Barbanti (Pd): “ecco cosa si cela dietro ai flussi finanziari del Welfare in Calabria”
“La disorganicità gestionale dei fondi istituzionali (Stato e Regioni) a sostegno delle categorie svantaggiate incorre a delle criticità. Partiamo allora dalla legge istitutiva dei Piani Territoriali Regionali d'Area. Si tratta di strumenti innovativi, costruiti secondo una logica di governance multilivello e con un approccio di tipo multisettoriale: sagomati apposta, insomma, per forme strutturali iconicamente coincidenti con le Cooperative.
Lo afferma l’onorevole Sebastiano Barbanti del Pd che spiega come “i Ptra infatti prevedono la partecipazione attiva e continuativa di tutti i soggetti presenti sul territorio durante tutte le fasi di elaborazione del piano, per la condivisione di strategie, obiettivi e azioni. La condivisione con il mondo sociale, economico, istituzionale e culturale permette di creare piattaforme unitarie efficaci per il raggiungimento di obiettivi comuni, integrando le politiche settoriali regionali per convogliare tutte le energie e le risorse possibili nell'attuazione del piano – spiega ancora Barbanti a cui però sorge spontanea la seguente domanda: perché mai la Regione Calabria ha dimenticato tale strumento? E quindi, perché non ha mai riunito gli operatori settoriali, impegnati in ogni ambito del Welfare sui nostri territori”?
“È evidente che siamo in presenza di una situazione di grave stagnazione della volontà istituzionale Regionale – questo il pensiero dell’onorevole - nel caso specifico, di dar corso a una pianificazione del comparto. È questa la causa di ogni disfunzione economica e operativa che attanaglia il Terzo Settore alle nostre latitudini”.
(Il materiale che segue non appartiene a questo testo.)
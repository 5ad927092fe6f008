use std::path::PathBuf;
use std::sync::Arc;

use anyhow::{Context, Result};
use clap::{Parser, Subcommand};
use tracing_subscriber::EnvFilter;

use catena_chain::ChainConfig;
use catena_pipeline::EchoCallback;
use catena_remote::{HttpBroadcaster, HttpReportingSink};
use catena_supervisor::{
  NodeSupervisor, SupervisorCallbacks, SupervisorRequest, SupervisorResponse,
};

/// Catena - a distributed data-processing chain orchestrator
#[derive(Parser)]
#[command(name = "catena")]
#[command(version, about, long_about = None)]
struct Cli {
  /// Supervisor uid (default: $CONNECTOR_UID, then "local")
  #[arg(long, global = true)]
  uid: Option<String>,

  #[command(subcommand)]
  command: Commands,
}

#[derive(Subcommand)]
enum Commands {
  /// Deploy and run a chain from a config file
  Run {
    /// Path to the chain config (JSON)
    chain_file: PathBuf,

    /// Initial data as inline JSON (default: {})
    #[arg(long)]
    data: Option<String>,
  },
}

fn main() -> Result<()> {
  tracing_subscriber::fmt()
    .with_env_filter(EnvFilter::from_default_env())
    .init();

  let cli = Cli::parse();
  let uid = cli
    .uid
    .or_else(|| std::env::var("CONNECTOR_UID").ok())
    .unwrap_or_else(|| "local".to_string());

  match cli.command {
    Commands::Run { chain_file, data } => {
      let rt = tokio::runtime::Runtime::new()?;
      rt.block_on(run_chain(chain_file, data, uid))
    }
  }
}

async fn run_chain(chain_file: PathBuf, data: Option<String>, uid: String) -> Result<()> {
  let config_content = std::fs::read_to_string(&chain_file)
    .with_context(|| format!("failed to read chain file: {}", chain_file.display()))?;
  let config: ChainConfig = serde_json::from_str(&config_content)
    .with_context(|| format!("failed to parse chain file: {}", chain_file.display()))?;

  let data: serde_json::Value = match data {
    Some(raw) => serde_json::from_str(&raw).context("failed to parse --data JSON")?,
    None => serde_json::json!({}),
  };

  eprintln!("Loaded chain config with {} nodes", config.len());

  let broadcaster = Arc::new(HttpBroadcaster::new());
  let callbacks = SupervisorCallbacks {
    process: Some(Arc::new(EchoCallback)),
    pre_process: Some(Arc::new(EchoCallback)),
    broadcast_setup: broadcaster.clone(),
    broadcast_pre: broadcaster.clone(),
    remote_service: broadcaster.clone(),
    node_status: broadcaster,
    reporting: Arc::new(HttpReportingSink::new()),
  };
  let supervisor = NodeSupervisor::new(uid, callbacks);

  let response = supervisor
    .handle_request(SupervisorRequest::ChainDeploy {
      config,
      data,
      parent_chain_id: None,
    })
    .await
    .context("chain deploy failed")?;

  let chain_id = match response {
    SupervisorResponse::ChainId(chain_id) => chain_id,
    other => anyhow::bail!("unexpected deploy response: {other:?}"),
  };

  eprintln!("Chain deployed: {chain_id}");

  // Print the monitoring summary as JSON.
  let summary: serde_json::Map<String, serde_json::Value> = supervisor
    .monitoring()
    .workflow_summary(&chain_id)
    .into_iter()
    .map(|(node_id, progress)| {
      (
        node_id,
        serde_json::json!({
          "index": progress.index,
          "count": progress.count,
          "status": progress.last_status,
        }),
      )
    })
    .collect();

  println!("{}", serde_json::to_string_pretty(&summary)?);
  Ok(())
}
“Sicché senza pianificazione nessuno saprà mai – continua la nota - a differenza di quanto accade in altre regioni italiane, né l'esatta misura dei fondi sociali né la loro giusta attrazione distributiva. Allo stesso modo siamo deficitari sul terreno censorio: quanti disabili, quanti tossicodipendenti, quanti indigenti, quanti lungodegenti domiciliarizzati, ad esempio, contano i nostri territori provinciali e comunali?
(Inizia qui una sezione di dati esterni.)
//! Chain and node configuration model.
//!
//! A chain is an ordered list of [`NodeConfig`] entries. The deploying
//! supervisor fills in `chain_id`, `index`, `count` and `monitoring_host`
//! at chain creation; everything else is authored by the client.

use serde::{Deserialize, Serialize};
use serde_json::Value;

use crate::error::ConfigError;
use crate::signal::ChainSignal;

/// Where a node config runs relative to the deploying supervisor.
#[derive(Debug, Clone, Copy, PartialEq, Eq, Default, Serialize, Deserialize)]
#[serde(rename_all = "lowercase")]
pub enum Location {
  #[default]
  Local,
  Remote,
}

/// How a child chain relates to its parent node.
#[derive(Debug, Clone, Copy, PartialEq, Eq, Default, Serialize, Deserialize)]
#[serde(rename_all = "lowercase")]
pub enum ChildMode {
  #[default]
  Normal,
  Parallel,
  Pre,
}

/// Chain behavior bitmask.
///
/// Only the `PERSISTENT` and `AUTO_DELETE` bits are interpreted; the rest
/// of the word is reserved.
#[derive(Debug, Clone, Copy, PartialEq, Eq, Default, Serialize, Deserialize)]
#[serde(transparent)]
pub struct ChainType(pub u32);

impl ChainType {
  pub const DEFAULT: ChainType = ChainType(0);
  /// Nodes of the chain survive completion.
  pub const PERSISTENT: ChainType = ChainType(1);
  /// Nodes are deleted by the supervisor right after hand-off.
  pub const AUTO_DELETE: ChainType = ChainType(1 << 1);

  pub fn contains(self, bits: ChainType) -> bool {
    self.0 & bits.0 != 0
  }
}

/// Opaque service metadata carried through to the process callback.
#[derive(Debug, Clone, Default, PartialEq, Serialize, Deserialize)]
#[serde(rename_all = "camelCase")]
pub struct PipelineMeta {
  /// Base URL of the host serving the target, when known up front.
  #[serde(skip_serializing_if = "Option::is_none")]
  pub resolver: Option<String>,
  /// Opaque configuration map (`params`, `infrastructureConfiguration`,
  /// `dataExchange`, ...), never interpreted by the core.
  #[serde(skip_serializing_if = "Option::is_none")]
  pub configuration: Option<Value>,
}

/// One outbound service of a node.
///
/// Accepts both the shorthand wire form (a bare target id string) and the
/// full object form.
#[derive(Debug, Clone, PartialEq, Serialize, Deserialize)]
#[serde(rename_all = "camelCase", from = "ServiceEntry")]
pub struct ServiceConfig {
  pub target_id: String,
  #[serde(skip_serializing_if = "Option::is_none")]
  pub meta: Option<PipelineMeta>,
}

impl ServiceConfig {
  pub fn new(target_id: impl Into<String>) -> Self {
    Self {
      target_id: target_id.into(),
      meta: None,
    }
  }
}

#[derive(Deserialize)]
#[serde(untagged)]
enum ServiceEntry {
  Plain(String),
  Detailed {
    #[serde(rename = "targetId")]
    target_id: String,
    #[serde(default)]
    meta: Option<PipelineMeta>,
  },
}

impl From<ServiceEntry> for ServiceConfig {
  fn from(entry: ServiceEntry) -> Self {
    match entry {
      ServiceEntry::Plain(target_id) => ServiceConfig {
        target_id,
        meta: None,
      },
      ServiceEntry::Detailed { target_id, meta } => ServiceConfig { target_id, meta },
    }
  }
}

/// Configuration of one node (one stage) of a chain.
#[derive(Debug, Clone, Default, Serialize, Deserialize)]
#[serde(rename_all = "camelCase")]
pub struct NodeConfig {
  /// Chain the node belongs to. Assigned at chain creation for deploys;
  /// must already be present on remote setup payloads.
  #[serde(default)]
  pub chain_id: String,
  /// Dense position within the chain, filled in at chain creation.
  #[serde(skip_serializing_if = "Option::is_none")]
  pub index: Option<usize>,
  /// Total number of node configs in the chain, filled in at chain creation.
  #[serde(skip_serializing_if = "Option::is_none")]
  pub count: Option<usize>,
  #[serde(default)]
  pub location: Location,
  pub services: Vec<ServiceConfig>,
  /// URL receiving the chain's global-signal reports. `None` (or the
  /// literal `"local"`) means the deploying supervisor is the monitor.
  #[serde(skip_serializing_if = "Option::is_none")]
  pub monitoring_host: Option<String>,
  #[serde(default)]
  pub chain_type: ChainType,
  #[serde(default)]
  pub child_mode: ChildMode,
  /// Pre-stage sub-chains, executed before the node's own pipelines.
  #[serde(default, skip_serializing_if = "Vec::is_empty")]
  pub pre: Vec<Vec<NodeConfig>>,
  /// Child chain deployed by the node during execution.
  #[serde(skip_serializing_if = "Option::is_none")]
  pub chain_config: Option<Vec<NodeConfig>>,
  /// On a child chain's root config: the deploying parent's config.
  #[serde(skip_serializing_if = "Option::is_none")]
  pub root_config: Option<Box<NodeConfig>>,
  /// Next-hop annotations computed by the distributor's lookahead.
  #[serde(skip_serializing_if = "Option::is_none")]
  pub next_target_id: Option<String>,
  #[serde(skip_serializing_if = "Option::is_none")]
  pub next_node_resolver: Option<String>,
  #[serde(skip_serializing_if = "Option::is_none")]
  pub next_meta: Option<PipelineMeta>,
  /// Control signals enqueued at setup, observed at the first execution's
  /// batch boundaries.
  #[serde(default, skip_serializing_if = "Vec::is_empty")]
  pub signal_queue: Vec<ChainSignal>,
  /// Reserved metadata, never consulted in scheduling decisions.
  #[serde(default, skip_serializing_if = "Vec::is_empty")]
  pub dependencies: Vec<String>,
}

impl NodeConfig {
  /// Shorthand for a local config over the given services.
  pub fn local(services: Vec<ServiceConfig>) -> Self {
    NodeConfig {
      location: Location::Local,
      services,
      ..NodeConfig::default()
    }
  }

  /// The chain id, or a config-invalid error when it was never assigned.
  pub fn require_chain_id(&self) -> Result<&str, ConfigError> {
    if self.chain_id.is_empty() {
      return Err(ConfigError::MissingChainId {
        index: self.index.unwrap_or(0),
      });
    }
    Ok(&self.chain_id)
  }

  /// First service of the config, the canonical target of the node.
  pub fn first_service(&self) -> Option<&ServiceConfig> {
    self.services.first()
  }
}

/// An ordered chain of node configurations.
pub type ChainConfig = Vec<NodeConfig>;

/// Structural validation applied before a chain is accepted for deploy.
pub fn validate_chain_config(config: &[NodeConfig]) -> Result<(), ConfigError> {
  if config.is_empty() {
    return Err(ConfigError::EmptyChain);
  }
  for (index, node) in config.iter().enumerate() {
    if node.services.is_empty() {
      return Err(ConfigError::MissingServices { index });
    }
    if node.services.iter().any(|s| s.target_id.is_empty()) {
      return Err(ConfigError::EmptyTargetId { index });
    }
  }
  Ok(())
}

#[cfg(test)]
mod tests {
  use super::*;
  use serde_json::json;

  #[test]
  fn services_accept_shorthand_and_object_forms() {
    let config: NodeConfig = serde_json::from_value(json!({
      "location": "local",
      "services": [
        "svc-A",
        { "targetId": "http://h:9/svc", "meta": { "resolver": "http://h:9/" } }
      ]
    }))
    .unwrap();

    assert_eq!(config.services.len(), 2);
    assert_eq!(config.services[0].target_id, "svc-A");
    assert_eq!(config.services[1].target_id, "http://h:9/svc");
    assert_eq!(
      config.services[1].meta.as_ref().unwrap().resolver.as_deref(),
      Some("http://h:9/")
    );
  }

  #[test]
  fn chain_type_bits() {
    let both = ChainType(ChainType::PERSISTENT.0 | ChainType::AUTO_DELETE.0);
    assert!(both.contains(ChainType::PERSISTENT));
    assert!(both.contains(ChainType::AUTO_DELETE));
    assert!(!ChainType::DEFAULT.contains(ChainType::PERSISTENT));
  }

  #[test]
  fn validation_rejects_empty_and_unnamed_services() {
    assert!(matches!(
      validate_chain_config(&[]),
      Err(ConfigError::EmptyChain)
    ));

    let no_services = NodeConfig::local(vec![]);
    assert!(matches!(
      validate_chain_config(&[no_services]),
      Err(ConfigError::MissingServices { index: 0 })
    ));

    let unnamed = NodeConfig::local(vec![ServiceConfig::new("")]);
    assert!(matches!(
      validate_chain_config(&[unnamed]),
      Err(ConfigError::EmptyTargetId { index: 0 })
    ));
  }

  #[test]
  fn nested_sub_configs_round_trip() {
    let config = NodeConfig {
      chain_id: "c1".into(),
      services: vec![ServiceConfig::new("svc")],
      pre: vec![vec![NodeConfig::local(vec![ServiceConfig::new("pre1")])]],
      signal_queue: vec![ChainSignal::NodeSuspend],
      ..NodeConfig::default()
    };

    let encoded = serde_json::to_value(&config).unwrap();
    assert_eq!(encoded["chainId"], "c1");
    assert_eq!(encoded["signalQueue"][0], "NODE_SUSPEND");

    let decoded: NodeConfig = serde_json::from_value(encoded).unwrap();
    assert_eq!(decoded.pre.len(), 1);
    assert_eq!(decoded.pre[0][0].services[0].target_id, "pre1");
  }
}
“E dunque, in siffatte condizioni, in cui la prassi consolidata nella gestione pubblica del Terzo Settore è, a dir poco, malata, come possiamo essere certi – aggiunge ancora - dell'identità dei soggetti che partecipano al processo di finanziamento del Welfare? Chi è che controlla tutto ciò? Riceve ognuno il ruolo che gli spetta? Sono i fondi destinati in maniera congrua rispetto alle competenze? Allo stato attuale, ogni risposta è negativa. Si continua a navigare a vista in un oceano di confusione gestionale”.
“Così, mentre le Associazioni opererebbero in regime di chiarezza amministrativa e gestionale, fornendo puntualmente il servizio cui si dichiarano preposte, le cooperative agirebbero da vero e proprio sistema di impresa capace di produrre lucro a beneficio di una sempre più larga fascia sociale. E se una delle difficoltà è di carattere statutario, può bastare la sottoscrizione di un'intesa volta a diversificare la funzione Onlus da quella del lavoro statale tra le diverse Cooperative, – conclude Barbanti - ciò servirà anche ad evitare che soggetti in malafede trucchino i bilanci. Le leggi, insomma, regolamentano oramai chiaramente il comparto. Perché mai, dunque, si continua a ignorare un impianto normativo che trasformerebbe, di fatto, il Terzo Settore in fucina della nuova economia”?